Fig. 1 |. An improved AmB sponge preparation technique that reproducibly yields homogeneous SSNMR samples.

a, Molecular structure of AmB polyene macrolide. b, Schematic representation of the process for obtaining homogenous AmB assemblies for SSNMR spectroscopy experiments. First, 1 mM AmB aggregate in 10 mM HEPES buffer pH 7.0 is prepared. This sample is then heated at 80 °C for 1 h, followed by bath sonication for 30 min and cooling at room temperature for another 30 min. Next, the sample is pelleted in the ultracentrifuge and spectrophotometrically analyzed before packing it into the SSNMR rotor. c, Biological analysis (MIC and MTC) of the AmB aggregates before (AmB I) and after (AmB II) homogenization. MIC against yeast pathogens (C. albicans, C. krusei, C. tropicalis and A. fumigatus) and MTC values causing 90% toxicity against human primary RPTECs ± percent error standard deviation.
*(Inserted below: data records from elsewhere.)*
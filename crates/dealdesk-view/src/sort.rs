// Copyright 2026 Phillip Cloud
// Licensed under the Apache License, Version 2.0

use std::cmp::Ordering;
use time::OffsetDateTime;

#[derive(Debug, Clone, Copy, PartialEq, Eq, Default)]
pub enum SortDirection {
    #[default]
    Asc,
    Desc,
}

impl SortDirection {
    pub const fn flipped(self) -> Self {
        match self {
            Self::Asc => Self::Desc,
            Self::Desc => Self::Asc,
        }
    }

    pub const fn label(self) -> &'static str {
        match self {
            Self::Asc => "asc",
            Self::Desc => "desc",
        }
    }
}

/// Typed sort key extracted from an item. `Missing` compares below every
/// present value, so absent fields group first ascending and last
/// descending once the direction flip is applied.
#[derive(Debug, Clone, PartialEq)]
pub enum SortValue {
    Text(String),
    Integer(i64),
    Float(f64),
    Date(OffsetDateTime),
    Missing,
}

impl SortValue {
    fn display(&self) -> String {
        match self {
            Self::Text(value) => value.clone(),
            Self::Integer(value) => value.to_string(),
            Self::Float(value) => value.to_string(),
            Self::Date(value) => value.to_string(),
            Self::Missing => String::new(),
        }
    }

    fn cmp_value(&self, other: &Self) -> Ordering {
        match (self, other) {
            (Self::Missing, Self::Missing) => Ordering::Equal,
            (Self::Missing, _) => Ordering::Less,
            (_, Self::Missing) => Ordering::Greater,
            (Self::Text(left), Self::Text(right)) => {
                left.to_lowercase().cmp(&right.to_lowercase())
            }
            (Self::Integer(left), Self::Integer(right)) => left.cmp(right),
            (Self::Float(left), Self::Float(right)) => left.total_cmp(right),
            (Self::Integer(left), Self::Float(right)) => (*left as f64).total_cmp(right),
            (Self::Float(left), Self::Integer(right)) => left.total_cmp(&(*right as f64)),
            (Self::Date(left), Self::Date(right)) => left.cmp(right),
            _ => self
                .display()
                .to_lowercase()
                .cmp(&other.display().to_lowercase()),
        }
    }
}

pub type SortField<T> = fn(&T) -> SortValue;

/// Field/direction sort state plus the derived ordering. `sort` never
/// mutates its input and relies on the standard library's stable sort, so
/// equal keys keep their relative input order.
#[derive(Debug)]
pub struct Sorter<T> {
    fields: Vec<(&'static str, SortField<T>)>,
    field: Option<&'static str>,
    direction: SortDirection,
}

impl<T> Sorter<T> {
    pub fn new() -> Self {
        Self {
            fields: Vec::new(),
            field: None,
            direction: SortDirection::Asc,
        }
    }

    pub fn with_field(mut self, key: &'static str, field: SortField<T>) -> Self {
        self.fields.push((key, field));
        self
    }

    pub fn with_initial(mut self, key: &'static str, direction: SortDirection) -> Self {
        self.field = Some(key);
        self.direction = direction;
        self
    }

    pub const fn field(&self) -> Option<&'static str> {
        self.field
    }

    /// Registered sort keys, in declaration order.
    pub fn keys(&self) -> impl Iterator<Item = &'static str> + '_ {
        self.fields.iter().map(|(key, _)| *key)
    }

    pub const fn direction(&self) -> SortDirection {
        self.direction
    }

    /// Same field flips direction; a new field selects ascending.
    pub fn toggle(&mut self, key: &'static str) {
        if self.field == Some(key) {
            self.direction = self.direction.flipped();
        } else {
            self.field = Some(key);
            self.direction = SortDirection::Asc;
        }
    }

    pub fn clear(&mut self) {
        self.field = None;
        self.direction = SortDirection::Asc;
    }

    /// Returns a sorted copy. With no field selected (or a field with no
    /// registered accessor) the input order is preserved.
    pub fn sort(&self, items: &[T]) -> Vec<T>
    where
        T: Clone,
    {
        let mut out = items.to_vec();
        let Some(selected) = self.field else {
            return out;
        };
        let Some(&(_, accessor)) = self.fields.iter().find(|(key, _)| *key == selected) else {
            return out;
        };

        out.sort_by(|left, right| {
            let order = accessor(left).cmp_value(&accessor(right));
            match self.direction {
                SortDirection::Asc => order,
                SortDirection::Desc => order.reverse(),
            }
        });
        out
    }
}

impl<T> Default for Sorter<T> {
    fn default() -> Self {
        Self::new()
    }
}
MIC and MTC values are given in μM. d, UV–Vis spectra of AmB aggregates before (black) and after (red) homogenization. e, Sample quality validation by PCA of the UV spectrum. PC1/PC2 projection of the heterogeneous (black) and homogenous (red) samples that were obtained after homogenization. f, ¹³C 1D SSNMR spectra (with 50 Hz line broadening) of the [U-¹³C]AmB before (black) and after (red) homogenization. Black arrows represent carbon sites with changes in resolution.